VII.1o.C. J/18Jurisprudencia9a. ÉpocaT.C.C.Civil
ALIMENTOS. CASO DE EXCEPCIÓN EN QUE A PESAR DE NO SER ACORDE LA EDAD DEL HIJO MAYOR CON EL GRADO DE ESCOLARIDAD QUE CURSA, SÍ EXISTE MOTIVO PARA OTORGARLOS.
[J]; 9a. Época; T.C.C.; S.J.F. y su Gaceta; Tomo XIX, Abril de 2004; Pág. 1227
Cuando la jurisprudencia número 41/90, aprobada por la Tercera Sala del más Alto Tribunal Federal, visible en la página ciento ochenta y siete del Tomo VI, Primera Parte, julio a diciembre de mil novecientos noventa, del Semanario Judicial de la Federación, Octava Época, de rubro: "
ALIMENTOS. CORRESPONDE AL DEUDOR ALIMENTARIO LA CARGA DE PROBAR QUE LOS HIJOS MAYORES QUE ACREDITEN SE ENCUENTRAN ESTUDIANDO UN GRADO ESCOLAR ADECUADO, NO LOS NECESITAN."

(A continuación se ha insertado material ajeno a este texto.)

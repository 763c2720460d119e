// THEORY:
// The `RegionDetector` is the engine of the spatial grouping layer. It implements
// binary connected-component labeling over the `ChangeMask` and summarizes each
// component as a `ChangeRegion`.
//
// Key architectural principles & algorithm steps:
// 1.  **Deterministic Scan**: pixels are visited row-major, top-to-bottom,
//     left-to-right. The first unlabeled changed pixel found starts a new
//     component and receives the next sequential id (starting at 1). Running the
//     detector twice on the same mask therefore yields identical ids.
// 2.  **Region Growing**: each component is grown through its 8 neighbours
//     (diagonals count). Growth uses an explicit work-list stack rather than
//     recursion, so memory use does not turn into call-stack depth on large regions.
// 3.  **Data Aggregation**: while a component grows, its area, coordinate sums,
//     bounding box and difference-score sum are accumulated in one pass.
// 4.  **Area Filter**: components smaller than `min_region_area` are dropped from
//     the returned list. Ids are assigned before filtering, so a dropped component
//     still consumes its id. The mask itself is never modified.
// 5.  **Stateless Utility**: the detector keeps nothing between calls.

use crate::core_modules::change_region::{BoundingBox, ChangeRegion, Point};
use crate::core_modules::grid::{ChangeMask, DifferenceMap, Grid};

pub mod region_detector {
    use super::*;
    use tracing::debug;

    const NEIGHBOURS: [(i64, i64); 8] = [
        (-1, -1),
        (0, -1),
        (1, -1),
        (-1, 0),
        (1, 0),
        (-1, 1),
        (0, 1),
        (1, 1),
    ];

    /// The full labeling of a mask: one label per pixel (0 = unchanged) and the
    /// number of components found.
    pub struct Labeling {
        pub labels: Grid<u64>,
        pub component_count: u64,
    }

    /// Labels every 8-connected component of `mask` in row-major discovery order.
    pub fn label_components(mask: &ChangeMask) -> Labeling {
        let mut labels = Grid::filled(mask.width(), mask.height(), 0u64);
        let mut next_id = 0u64;
        let mut stack: Vec<Point> = Vec::new();

        for y in 0..mask.height() {
            for x in 0..mask.width() {
                if !*mask.get(x, y) || *labels.get(x, y) != 0 {
                    continue;
                }
                next_id += 1;
                labels.set(x, y, next_id);
                stack.push(Point { x, y });
                while let Some(current) = stack.pop() {
                    for_each_neighbour(mask, current, |n| {
                        if *mask.get(n.x, n.y) && *labels.get(n.x, n.y) == 0 {
                            labels.set(n.x, n.y, next_id);
                            stack.push(n);
                        }
                    });
                }
            }
        }

        Labeling {
            labels,
            component_count: next_id,
        }
    }

    /// The main function of the spatial analysis layer.
    /// Finds every connected region of change and keeps those of at least
    /// `min_region_area` pixels, in id order.
    pub fn find_regions(
        mask: &ChangeMask,
        difference: &DifferenceMap,
        min_region_area: usize,
    ) -> Vec<ChangeRegion> {
        let labeling = label_components(mask);
        let mut accumulators: Vec<Accumulator> =
            (0..labeling.component_count).map(|_| Accumulator::new()).collect();

        for y in 0..mask.height() {
            for x in 0..mask.width() {
                let label = *labeling.labels.get(x, y);
                if label == 0 {
                    continue;
                }
                accumulators[(label - 1) as usize].add(x, y, *difference.get(x, y) as f64);
            }
        }

        let regions: Vec<ChangeRegion> = accumulators
            .into_iter()
            .enumerate()
            .filter(|(_, acc)| acc.area > 0 && acc.area >= min_region_area)
            .map(|(index, acc)| acc.finish(index as u64 + 1))
            .collect();

        debug!(
            components = labeling.component_count,
            retained = regions.len(),
            min_region_area,
            "labeled change regions"
        );
        regions
    }

    fn for_each_neighbour(mask: &ChangeMask, p: Point, mut f: impl FnMut(Point)) {
        let (width, height) = (mask.width() as i64, mask.height() as i64);
        for (dx, dy) in NEIGHBOURS {
            let nx = p.x as i64 + dx;
            let ny = p.y as i64 + dy;
            if nx >= 0 && nx < width && ny >= 0 && ny < height {
                f(Point {
                    x: nx as u32,
                    y: ny as u32,
                });
            }
        }
    }

    struct Accumulator {
        area: usize,
        sum_x: f64,
        sum_y: f64,
        sum_intensity: f64,
        min: Point,
        max: Point,
    }

    impl Accumulator {
        fn new() -> Self {
            Self {
                area: 0,
                sum_x: 0.0,
                sum_y: 0.0,
                sum_intensity: 0.0,
                min: Point {
                    x: u32::MAX,
                    y: u32::MAX,
                },
                max: Point { x: 0, y: 0 },
            }
        }

        fn add(&mut self, x: u32, y: u32, intensity: f64) {
            self.area += 1;
            self.sum_x += x as f64;
            self.sum_y += y as f64;
            self.sum_intensity += intensity;
            self.min.x = self.min.x.min(x);
            self.min.y = self.min.y.min(y);
            self.max.x = self.max.x.max(x);
            self.max.y = self.max.y.max(y);
        }

        fn finish(self, id: u64) -> ChangeRegion {
            let area = self.area as f64;
            ChangeRegion {
                id,
                area: self.area,
                centroid: (self.sum_x / area, self.sum_y / area),
                bounding_box: BoundingBox {
                    min: self.min,
                    max: self.max,
                },
                mean_intensity: self.sum_intensity / area,
            }
        }
    }
}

, señala que el grado de escolaridad que cursa un acreedor alimenticio debe ser el adecuado a su edad, no proporciona a la vez un parámetro matemático para determinar esa circunstancia, como tampoco existen reglas legales sobre ese aspecto, por lo que para arribar a una conclusión lógico-jurídica es de examinarse cada caso en particular a fin de poder determinar en justicia cuándo los estudios no son acordes con la edad del acreedor, pues es condición indispensable que haya una notoria disparidad entre el grado escolar y la edad del mismo, aunado a que se advierta una clara falta de aplicación por parte del estudiante, que conlleve a estimar esa disparidad, pues es de insistirse que los argumentos respectivos se dan en el caso particular, según el planteamiento de la situación material y de la apreciación que de ella debe hacer el juzgador en el prudente ejercicio de su función jurisdiccional, por ello, el que se haga el cómputo sobre la escolaridad normal de un educando y su edad, sólo puede tomarse como referencia de una manera genérica, mas no es posible considerarse como una exigencia específica que los hijos concluyan sus estudios en cada etapa sucesiva a una determinada edad, en virtud de que en ello intervienen diversos factores, como son los económicos, sociales, materiales, de salud y familiares, los cuales pueden influir en el desarrollo normal de su preparación académica e inclusive en su inclinación profesional; de ahí que deban ser ponderados justamente por el resolutor en cada asunto que se le plantee.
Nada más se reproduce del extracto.